I mentioned this to our business partner and we've decided absolute numbers would work best for what they're using them for.
Thanks!
david
Hi @RobertOdera
Thanks for your feedback, was very helpful. My comments to your questions are below.
1. Exactly, this is was I did. Took the dates and aggregated them to the monthly level.
2. We've already done this piece and are aware, and the business exercise we really want to answer is very similar. "in the next three months these depts are forecasted to lose xxx amount of employees" that way we could allocated resources where we see higher levels of forecasted attrition
3. Did this, workflow has been attached.
4 thru 7 Not sure how I'd allocate if I didn't include dept in the forecast, maybe I'm missing something here.
Again, thanks for the feedback was very constructive.
Cheers,
david
Sure thing, @dlopez
Thanks for the feedback, and thank you for your attached workflow sample.
I will offer the following:
1. Great use of ETS and ARIMA.
Would you like me to share a consolidated approach/ flow which allows you to score the models in-stream?
2. Your question on how to allocate.
a. Run descriptive analytics (Data Investigation) on your cleaned data set (if you hadn't already prepped the set)

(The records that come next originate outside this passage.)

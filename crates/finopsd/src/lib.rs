//! finopsd — wiring for the rightsizing pipeline.
//!
//! [`pipeline::Stages`] holds every stage's collaborators;
//! [`pipeline::Pipeline::start`] subscribes each stage to its topics on the
//! in-process transport, spawns the periodic loops and serves
//! [`metrics::router`] when a listen address is configured.

pub mod metrics;
pub mod pipeline;
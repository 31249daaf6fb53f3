//! finops-policy — validates recommendations against organizational policy.
//!
//! The [`PolicyEngine`] checks one recommendation against every applicable
//! enabled policy:
//!
//! ```text
//! for policy in (global policies by name) ++ (namespace policies by name):
//!     suggested cpu    > policy.max_cpu             → violation
//!     suggested memory > policy.max_memory          → violation
//!     savings          < policy.min_monthly_savings → violation
//!     Σ cost(approved in namespace, other ids)
//!       + cost(this)   > policy.max_monthly_cost    → violation
//! ```
//!
//! The first violation wins. The [`RecommendationListener`] consumes
//! created events, runs the engine, persists the outcome and publishes
//! either an approved or a policy-violated event.

pub mod engine;
pub mod listener;

pub use engine::PolicyEngine;
pub use listener::{ListenerError, ListenerOutcome, RecommendationListener};
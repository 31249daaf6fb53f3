use finops_bus::{BusError, Retryable};
use finops_state::StateError;
use thiserror::Error;

/// Errors from the cluster API.
#[derive(Debug, Error)]
pub enum ClusterError {
    #[error("cluster request failed: {0}")]
    Http(#[from] reqwest::Error),

    #[error("cluster returned {status} for {url}")]
    Status { status: u16, url: String },

    #[error("cluster query timed out after {secs}s")]
    Timeout { secs: u64 },

    #[error("unsupported workload kind {0:?}")]
    UnsupportedKind(String),
}

pub type ClusterResult<T> = Result<T, ClusterError>;

/// Errors surfaced to the transport by the reconciler's event handler.
#[derive(Debug, Error)]
pub enum SyncError {
    #[error("pending verification set is full ({max} entries)")]
    AtCapacity { max: usize },

    #[error(transparent)]
    State(#[from] StateError),

    #[error(transparent)]
    Publish(#[from] BusError),
}

impl Retryable for SyncError {
    fn is_retryable(&self) -> bool {
        match self {
            SyncError::AtCapacity { .. } | SyncError::State(_) => true,
            SyncError::Publish(e) => !matches!(e, BusError::Closed),
        }
    }
}
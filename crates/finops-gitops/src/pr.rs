//! Pull request hosting.

use async_trait::async_trait;
use tracing::info;

use crate::error::ApplyError;

/// A pushed branch that should be proposed for merging.
#[derive(Debug, Clone)]
pub struct PullRequest {
    pub repository: String,
    pub branch: String,
    pub base: String,
    pub title: String,
}

/// A code host that can open pull requests.
#[async_trait]
pub trait PullRequestHost: Send + Sync {
    /// Open (or find the already open) pull request; returns its URL.
    async fn open(&self, request: &PullRequest) -> Result<String, ApplyError>;
}

/// Host that opens nothing and returns a deterministic link for the
/// branch, in the style of a code host's "new pull request" page.
#[derive(Debug, Clone)]
pub struct SimulatedHost {
    base_url: String,
}

impl SimulatedHost {
    pub fn new(base_url: &str) -> Self {
        Self {
            base_url: base_url
                .trim_end_matches('/')
                .trim_end_matches(".git")
                .to_string(),
        }
    }
}

#[async_trait]
impl PullRequestHost for SimulatedHost {
    async fn open(&self, request: &PullRequest) -> Result<String, ApplyError> {
        let url = format!("{}/pull/new/{}", self.base_url, request.branch);
        info!(
            branch = %request.branch,
            base = %request.base,
            %url,
            "pull request opened (simulated)"
        );
        Ok(url)
    }
}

- what is the share/ mix over the past N periods by Dept ID, where N can range from 3 months to the entire data set period
- what is the mode, mean, median on the time to attrition event from the Start Date
- what is the time to attrition event share/ mix over the past N periods by Dept ID
In other words, you're trying to generate a Spread matrix by exploring the cleaned data set. Below is a quick Tableau snippet of an Alteryx'd scenario. Total Sales may be X for a given period N, but how does it mix (how is it allocated)? In the example below, you can see Sales X allocated across Month, Weekday, and Day of Month - this is the insight you want to tease of your data set.
In your use-case, your allocating Attrition (first actual attrition numbers, and second, time to attrition event) across Dept ID. I hope this makes sense.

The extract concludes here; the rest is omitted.